14 14 Issues: Business Rescues II (Liquidation Type Rescues) No judicial involvement needed Critical issues such as - fair market price formation - insider dealing may be controlled by appropriate legal rules and/or creditor approval of auction methods and conditions

15 15 Issues: Business Rescues III (Reorganization/Composition Type Rescues) Effective and fair reorganization type rescues in bankruptcy require considerable judicial involvement in economic issues for plan confirmation, e.g.: Assessing the hypothetical liquidation value of claimant entitlements (under the “common interest of creditor” or “best-interest” tests) Possible valuations of the debtor business as a going concern when a plan is to be confirmed against one or several dissenting classes of claimants (via “cram-down”) Judges may be exposed to conflicting expert valuations and have to make far-reaching policy choices of an economic nature.

16 16 Issues: Business Rescues IV Policy Choice If minimal strains on the legitimacy and credibility of the court system are desired, primary reliance should be on liquidation type rescues. They involve courts least in the investive issues (A: who should carry on the debtor business?) and the distributional issues of rescue (B: who gets which portion of the reorganization „pie“). Issue A is taken care of by market forces, and issue B by the distribution scheme and priorities set out in the law. Reorganization type rescues may be needed only for public ownership enterprises, utilities, or enterprises with regional or special societal importance where a change of control may be undesirable or impossible.

17 17 Issues: Post-Confirmation Jurisdiction in Reorganizations In some systems, such as the U.S., bankruptcy judges retain jurisdiction over the debtor long after a plan has been confirmed, e.g., for plan implementation and modification of an approved plan. During this phase judges will often have to deal with economic and social pressures to make a success of the reorganization. Post-confirmation jurisdiction ought not to exceed a maximum time (of say, 3 years) and be reserved for cases where supervised plan implementation is agreed by requisite creditor vote in the plan (German law).

18 18 Issues: Bankruptcy Related Litigation Bankruptcy may occasion complex civil and commercial litigation (avoidance; adjudication of claims contested as to existence, amount, priority, or secured status; director and parent corporation liability; employee rights). Some systems (such as the German) provide for jurisdiction of the general civil, commercial, or labor courts for such matters. Others, such as the U.S., acknowledge an overriding jurisdiction of the bankruptcy courts. The need for close coordination with case administration, for speed and consistent decisions in parallel cases appears to militate for broad jurisdiction of bankruptcy courts, especially in countries with less experienced general or commercial court systems.

19 19 Judicial Liability and Social Responsibility In matters requiring judicial dispute resolution, judges should be exempt from all civil liability except where they have been found guilty of a criminal offence (such as corruption, intentional breach of the law etc.) in a final judgment (German system).
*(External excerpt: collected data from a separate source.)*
use crate::binding::{Binding, FieldSpec, Metadata};
use crate::model::TypeHint;

#[derive(Debug, Clone)]
pub(crate) struct FieldEntry {
    pub(crate) name: &'static str,
    pub(crate) hint: TypeHint,
    pub(crate) binding: Binding,
}

/// The ordered mapping from field name to binding produced by scanning a
/// record type, insertion order matching field declaration order.
#[derive(Debug, Clone, Default)]
pub struct FieldTable {
    entries: Vec<FieldEntry>,
}

impl FieldTable {
    /// Scan field specs into a table: per field, the first
    /// [Metadata::Binding](enum.Metadata.html) wins; fields with no binding
    /// metadata are skipped; a duplicate field name keeps the first occurrence.
    pub fn scan(specs: Vec<FieldSpec>) -> Self {
        let mut entries: Vec<FieldEntry> = Vec::default();

        for spec in specs {
            let (name, hint, metadata) = spec.into_parts();
            if entries.iter().any(|entry| entry.name == name) {
                continue;
            }
            let binding = metadata.into_iter().find_map(|metadata| match metadata {
                Metadata::Binding(binding) => Some(binding),
                _ => None,
            });
            if let Some(binding) = binding {
                entries.push(FieldEntry {
                    name,
                    hint,
                    binding,
                });
            }
        }

        Self { entries }
    }

    /// The number of bound fields.
    pub fn len(&self) -> usize {
        self.entries.len()
    }

    /// Whether no fields are bound.
    pub fn is_empty(&self) -> bool {
        self.entries.is_empty()
    }

    /// The bound field names, in declaration order.
    pub fn names(&self) -> Vec<&'static str> {
        self.entries.iter().map(|entry| entry.name).collect()
    }

    /// The binding for `name`, if the field is bound.
    pub fn binding(&self, name: &str) -> Option<&Binding> {
        self.entries
            .iter()
            .find(|entry| entry.name == name)
            .map(|entry| &entry.binding)
    }

    pub(crate) fn contains(&self, name: &str) -> bool {
        self.entries.iter().any(|entry| entry.name == name)
    }

    pub(crate) fn iter(&self) -> impl Iterator<Item = &FieldEntry> {
        self.entries.iter()
    }

    pub(crate) fn iter_mut(&mut self) -> impl Iterator<Item = &mut FieldEntry> {
        self.entries.iter_mut()
    }
}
To the extent that judges are involved in case administration and economic choices it may be possible to impose civil liability on judges for intentional or grossly negligent wrongs; but primary liability should be that of the State/Government, and judicial liability be enforced only via a recourse action by the government (German system). If judges are, by appropriate legislation, allotted minimal responsibility for case administration and for economic decisions, the judiciary will be protected best from undue social pressures and criticism.